* [Your instructions]
Look below for the line holding "pub fn file_path(&self)" and the line holding "an upload's bytes.". Transcribe exactly those lines and all lines between them, nothing more.

Stored data

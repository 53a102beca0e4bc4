//! Bulk file upload surface: direct binary with create-asset-servlet fallback.

use std::sync::Arc;

use futures_util::future::BoxFuture;
use futures_util::stream::{self, StreamExt};
use url::Url;

use crate::builders::{BlockRequestBuilder, CreateAssetServletRequestBuilder};
use crate::client::TransferClient;
use crate::error::{Result, TransferError};
use crate::events::{TransferController, TransferEvent};
use crate::io::RandomFileAccess;
use crate::pipeline::{
    AssetFinalizer, CloseStage, JoinStage, Pipeline, PipelineContext, SplitStage, TransferStage,
};
use crate::types::asset::{AssetLocator, TransferAsset, UploadVersionOptions};
use crate::types::protocol::InitiateUploadResponse;
use crate::types::request::{UploadFileRequest, UploadSource};

/// Upload a set of local files or blobs to the remote repository.
///
/// Each file's upload is initiated against its folder's
/// `.initiateUpload.json` endpoint. Files the repository hands
/// pre-signed URIs for go through the direct-binary protocol (one PUT
/// per URI, then a completion POST); the rest fall back to per-part
/// multipart POSTs against the folder's `.createasset.html` servlet.
///
/// Per-file failures surface through the controller's listeners; a
/// failing file never aborts its siblings, and this call does not fail
/// on per-file errors.
pub async fn upload_files(
    client: &TransferClient,
    requests: Vec<UploadFileRequest>,
    controller: Arc<TransferController>,
) {
    let options = client.options().clone();
    let ctx = PipelineContext {
        controller,
        files: Arc::new(RandomFileAccess::new()),
    };

    let mut direct = Vec::new();
    let mut servlet = Vec::new();
    for request in requests {
        match prepare_upload(client, request).await {
            Prepared::Direct(asset) => direct.push(asset),
            Prepared::Servlet(asset) => servlet.push(asset),
            Prepared::Failed(asset, error) => {
                let error = Arc::new(error);
                if asset.fail(Arc::clone(&error)) {
                    ctx.controller.emit(TransferEvent::Error {
                        asset,
                        error,
                        first_error: true,
                    });
                }
            }
        }
    }

    tracing::debug!(
        direct = direct.len(),
        servlet = servlet.len(),
        "starting upload run"
    );
    if !direct.is_empty() {
        Pipeline::new(SplitStage::new(options.preferred_part_size))
            .then(TransferStage::upload(
                client.clone(),
                &options,
                Arc::new(BlockRequestBuilder),
            ))
            .then(JoinStage::new(Some(Arc::new(CompleteUploadFinalizer {
                client: client.clone(),
            }))))
            .then(CloseStage)
            .run(stream::iter(direct).boxed(), ctx.clone())
            .await;
    }
    if !servlet.is_empty() {
        Pipeline::new(SplitStage::new(options.preferred_part_size))
            .then(TransferStage::upload(
                client.clone(),
                &options,
                Arc::new(CreateAssetServletRequestBuilder),
            ))
            .then(JoinStage::new(None))
            .then(CloseStage)
            .run(stream::iter(servlet).boxed(), ctx)
            .await;
    }
}

enum Prepared {
    Direct(Arc<TransferAsset>),
    Servlet(Arc<TransferAsset>),
    Failed(Arc<TransferAsset>, TransferError),
}

async fn prepare_upload(client: &TransferClient, request: UploadFileRequest) -> Prepared {
    match initiate_upload(client, &request).await {
        Ok(prepared) => prepared,
        Err(error) => Prepared::Failed(Arc::new(base_asset(request)), error),
    }
}

fn base_asset(request: UploadFileRequest) -> TransferAsset {
    let source = match request.source {
        UploadSource::File(path) => AssetLocator::Local(path),
        UploadSource::Blob(blob) => AssetLocator::Memory(blob),
    };
    let event_data = serde_json::json!({ "fileUrl": request.file_url.as_str() });
    TransferAsset::upload(source, request.file_url, request.file_size)
        .with_multipart_headers(request.multipart_headers)
        .with_version_options(UploadVersionOptions {
            create_version: request.create_version,
            version_label: request.version_label,
            version_comment: request.version_comment,
            replace: request.replace,
        })
        .with_event_data(event_data)
}

/// Initiate one file's upload and decide which wire protocol it takes.
async fn initiate_upload(client: &TransferClient, request: &UploadFileRequest) -> Result<Prepared> {
    let initiate_url = folder_endpoint(&request.file_url, ".initiateUpload.json")?;
    let file_name = file_name_of(&request.file_url)?;

    tracing::debug!(url = %initiate_url, file = %file_name, "initiating upload");
    let form = [
        ("fileName", file_name),
        ("fileSize", request.file_size.to_string()),
    ];
    let http_request = client.http().post(initiate_url.clone()).form(&form);
    let response = client.apply_headers(http_request).send().await?;
    let status = response.status();
    if !status.is_success() {
        return Err(TransferError::from_status(status));
    }
    let initiate: InitiateUploadResponse = response.json().await?;

    let asset = base_asset(request.clone());
    let file_entry = initiate.files.into_iter().next();
    match file_entry {
        Some(entry) if !entry.upload_uris.is_empty() => {
            let uris = entry
                .upload_uris
                .iter()
                .map(|uri| {
                    initiate_url
                        .join(uri)
                        .map_err(|e| TransferError::InvalidUrl(format!("upload URI: {e}")))
                })
                .collect::<Result<Vec<Url>>>()?;
            let complete_uri = initiate.complete_uri.as_deref().ok_or_else(|| {
                TransferError::Protocol("initiate response has no completeURI".to_string())
            })?;
            let complete_uri = initiate_url
                .join(complete_uri)
                .map_err(|e| TransferError::InvalidUrl(format!("completeURI: {e}")))?;

            let mut asset = asset
                .with_upload_uris(uris)
                .with_upload_token(entry.upload_token)
                .with_complete_uri(Some(complete_uri));
            if let Some(mime_type) = entry.mime_type {
                asset = asset.with_content_type(mime_type);
            }
            Ok(Prepared::Direct(Arc::new(asset)))
        }
        _ => {
            let servlet_url = folder_endpoint(&request.file_url, ".createasset.html")?;
            Ok(Prepared::Servlet(Arc::new(
                asset.with_part_endpoint(servlet_url),
            )))
        }
    }
}

/// Build a folder-level endpoint URL, e.g. `/content/dam.initiateUpload.json`
/// for a file at `/content/dam/file-1.jpg`.
fn folder_endpoint(file_url: &Url, suffix: &str) -> Result<Url> {
    let mut folder = file_url.clone();
    folder
        .path_segments_mut()
        .map_err(|_| TransferError::InvalidUrl(format!("{file_url} cannot be a base")))?
        .pop();
    let endpoint = format!("{}{suffix}", folder.as_str().trim_end_matches('/'));
    Url::parse(&endpoint).map_err(|e| TransferError::InvalidUrl(e.to_string()))
}

fn file_name_of(file_url: &Url) -> Result<String> {
    file_url
        .path_segments()
        .and_then(|mut segments| segments.next_back())
        .filter(|segment| !segment.is_empty())
        .map(str::to_string)
        .ok_or_else(|| TransferError::InvalidUrl(format!("{file_url} has no file name")))
}

/// Issues the completion POST of the direct-binary protocol once every
/// part of an asset has been PUT.
struct CompleteUploadFinalizer {
    client: TransferClient,
}

impl AssetFinalizer for CompleteUploadFinalizer {
    fn finalize<'a>(&'a self, asset: &'a TransferAsset) -> BoxFuture<'a, Result<()>> {
        Box::pin(async move {
            let Some(complete_uri) = asset.complete_uri() else {
                return Ok(());
            };
            let metadata = asset.metadata();
            let version = asset.version_options();
            let fields = [
                ("fileName", metadata.name.clone()),
                ("fileSize", metadata.size.to_string()),
                ("mimeType", metadata.content_type.clone()),
                ("createVersion", version.create_version.to_string()),
                (
                    "versionLabel",
                    version.version_label.clone().unwrap_or_default(),
                ),
                (
                    "versionComment",
                    version.version_comment.clone().unwrap_or_default(),
                ),
                ("replace", version.replace.to_string()),
                (
                    "uploadToken",
                    asset.upload_token().unwrap_or_default().to_string(),
                ),
                (
                    "uploadDuration",
                    asset.started().elapsed().as_millis().to_string(),
                ),
            ];

            tracing::debug!(url = %complete_uri, file = %metadata.name, "completing upload");
            let request = self.client.http().post(complete_uri.clone()).form(&fields);
            let response = self.client.apply_headers(request).send().await?;
            let status = response.status();
            if !status.is_success() {
                return Err(TransferError::from_status(status));
            }
            Ok(())
        })
    }
}
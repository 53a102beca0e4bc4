//! Typed inputs for the download and upload surfaces.

use std::path::PathBuf;

use bytes::Bytes;
use reqwest::header::HeaderMap;
use url::Url;

use crate::error::{Result, TransferError};

/// One file to download from the remote repository.
#[derive(Debug, Clone)]
pub struct DownloadFileRequest {
    pub(crate) file_url: Url,
    pub(crate) file_path: PathBuf,
    pub(crate) file_size: u64,
}

/// Builder for [`DownloadFileRequest`].
#[derive(Debug, Default)]
pub struct DownloadFileRequestBuilder {
    file_url: Option<Url>,
    file_path: Option<PathBuf>,
    file_size: Option<u64>,
}

impl DownloadFileRequest {
    /// Start building a download request.
    pub fn builder() -> DownloadFileRequestBuilder {
        DownloadFileRequestBuilder::default()
    }

    /// Remote URL of the file.
    pub fn file_url(&self) -> &Url {
        &self.file_url
    }

    /// Local destination path.
    pub fn file_path(&self) -> &std::path::Path {
        &self.file_path
    }

    /// Declared size of the file in bytes.
    pub fn file_size(&self) -> u64 {
        self.file_size
    }
}

impl DownloadFileRequestBuilder {
    /// Set the remote URL of the file.
    pub fn file_url(mut self, url: Url) -> Self {
        self.file_url = Some(url);
        self
    }

    /// Set the local destination path.
    pub fn file_path(mut self, path: impl Into<PathBuf>) -> Self {
        self.file_path = Some(path.into());
        self
    }

    /// Set the declared size of the file in bytes.
    pub fn file_size(mut self, size: u64) -> Self {
        self.file_size = Some(size);
        self
    }

    /// Build the request.
    pub fn build(self) -> Result<DownloadFileRequest> {
        Ok(DownloadFileRequest {
            file_url: self
                .file_url
                .ok_or_else(|| TransferError::MissingField("fileUrl".into()))?,
            file_path: self
                .file_path
                .ok_or_else(|| TransferError::MissingField("filePath".into()))?,
            file_size: self
                .file_size
                .ok_or_else(|| TransferError::MissingField("fileSize".into()))?,
        })
    }
}

/// Source of an upload's bytes.
#[derive(Debug, Clone)]
pub enum UploadSource {
    /// Read the bytes from a local file.
    File(PathBuf),
    /// Use an in-memory blob.
    Blob(Bytes),
}

/// One file to upload to the remote repository.
#[derive(Debug, Clone)]
pub struct UploadFileRequest {
    pub(crate) file_url: Url,
    pub(crate) source: UploadSource,
    pub(crate) file_size: u64,
    pub(crate) multipart_headers: HeaderMap,
    pub(crate) create_version: bool,
    pub(crate) version_label: Option<String>,
    pub(crate) version_comment: Option<String>,
    pub(crate) replace: bool,
}

/// Builder for [`UploadFileRequest`].
#[derive(Debug, Default)]
pub struct UploadFileRequestBuilder {
    file_url: Option<Url>,
    source: Option<UploadSource>,
    file_size: Option<u64>,
    multipart_headers: HeaderMap,
    create_version: bool,
    version_label: Option<String>,
    version_comment: Option<String>,
    replace: bool,
}

impl UploadFileRequest {
    /// Start building an upload request.
    pub fn builder() -> UploadFileRequestBuilder {
        UploadFileRequestBuilder::default()
    }

    /// Remote URL of the file.
    pub fn file_url(&self) -> &Url {
        &self.file_url
    }

    /// Source of the upload's bytes.
    pub fn source(&self) -> &UploadSource {
        &self.source
    }

    /// Declared size of the file in bytes.
    pub fn file_size(&self) -> u64 {
        self.file_size
    }
}

impl UploadFileRequestBuilder {
    /// Set the remote URL of the file.
    pub fn file_url(mut self, url: Url) -> Self {
        self.file_url = Some(url);
        self
    }

    /// Upload the bytes of a local file.
    pub fn file_path(mut self, path: impl Into<PathBuf>) -> Self {
        self.source = Some(UploadSource::File(path.into()));
        self
    }

    /// Upload an in-memory blob.
    pub fn blob(mut self, blob: impl Into<Bytes>) -> Self {
        self.source = Some(UploadSource::Blob(blob.into()));
        self
    }

    /// Set the declared size of the file in bytes.
    pub fn file_size(mut self, size: u64) -> Self {
        self.file_size = Some(size);
        self
    }

    /// Attach extra headers for part upload requests.
    pub fn multipart_headers(mut self, headers: HeaderMap) -> Self {
        self.multipart_headers = headers;
        self
    }

    /// Create a new version when the remote file already exists.
    pub fn create_version(mut self, create_version: bool) -> Self {
        self.create_version = create_version;
        self
    }

    /// Set the label for the created version.
    pub fn version_label(mut self, label: impl Into<String>) -> Self {
        self.version_label = Some(label.into());
        self
    }

    /// Set the comment for the created version.
    pub fn version_comment(mut self, comment: impl Into<String>) -> Self {
        self.version_comment = Some(comment.into());
        self
    }

    /// Replace the remote file instead of versioning it.
    pub fn replace(mut self, replace: bool) -> Self {
        self.replace = replace;
        self
    }

    /// Build the request.
    pub fn build(self) -> Result<UploadFileRequest> {
        Ok(UploadFileRequest {
            file_url: self
                .file_url
                .ok_or_else(|| TransferError::MissingField("fileUrl".into()))?,
            source: self
                .source
                .ok_or_else(|| TransferError::MissingField("filePath".into()))?,
            file_size: self
                .file_size
                .ok_or_else(|| TransferError::MissingField("fileSize".into()))?,
            multipart_headers: self.multipart_headers,
            create_version: self.create_version,
            version_label: self.version_label,
            version_comment: self.version_comment,
            replace: self.replace,
        })
    }
}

* [Result of the exercise]
    pub fn file_path(&self) -> &std::path::Path {
        &self.file_path
    }

    /// Declared size of the file in bytes.
    pub fn file_size(&self) -> u64 {
        self.file_size
    }
}

impl DownloadFileRequestBuilder {
    /// Set the remote URL of the file.
    pub fn file_url(mut self, url: Url) -> Self {
        self.file_url = Some(url);
        self
    }

    /// Set the local destination path.
    pub fn file_path(mut self, path: impl Into<PathBuf>) -> Self {
        self.file_path = Some(path.into());
        self
    }

    /// Set the declared size of the file in bytes.
    pub fn file_size(mut self, size: u64) -> Self {
        self.file_size = Some(size);
        self
    }

    /// Build the request.
    pub fn build(self) -> Result<DownloadFileRequest> {
        Ok(DownloadFileRequest {
            file_url: self
                .file_url
                .ok_or_else(|| TransferError::MissingField("fileUrl".into()))?,
            file_path: self
                .file_path
                .ok_or_else(|| TransferError::MissingField("filePath".into()))?,
            file_size: self
                .file_size
                .ok_or_else(|| TransferError::MissingField("fileSize".into()))?,
        })
    }
}

/// Source of an upload's bytes.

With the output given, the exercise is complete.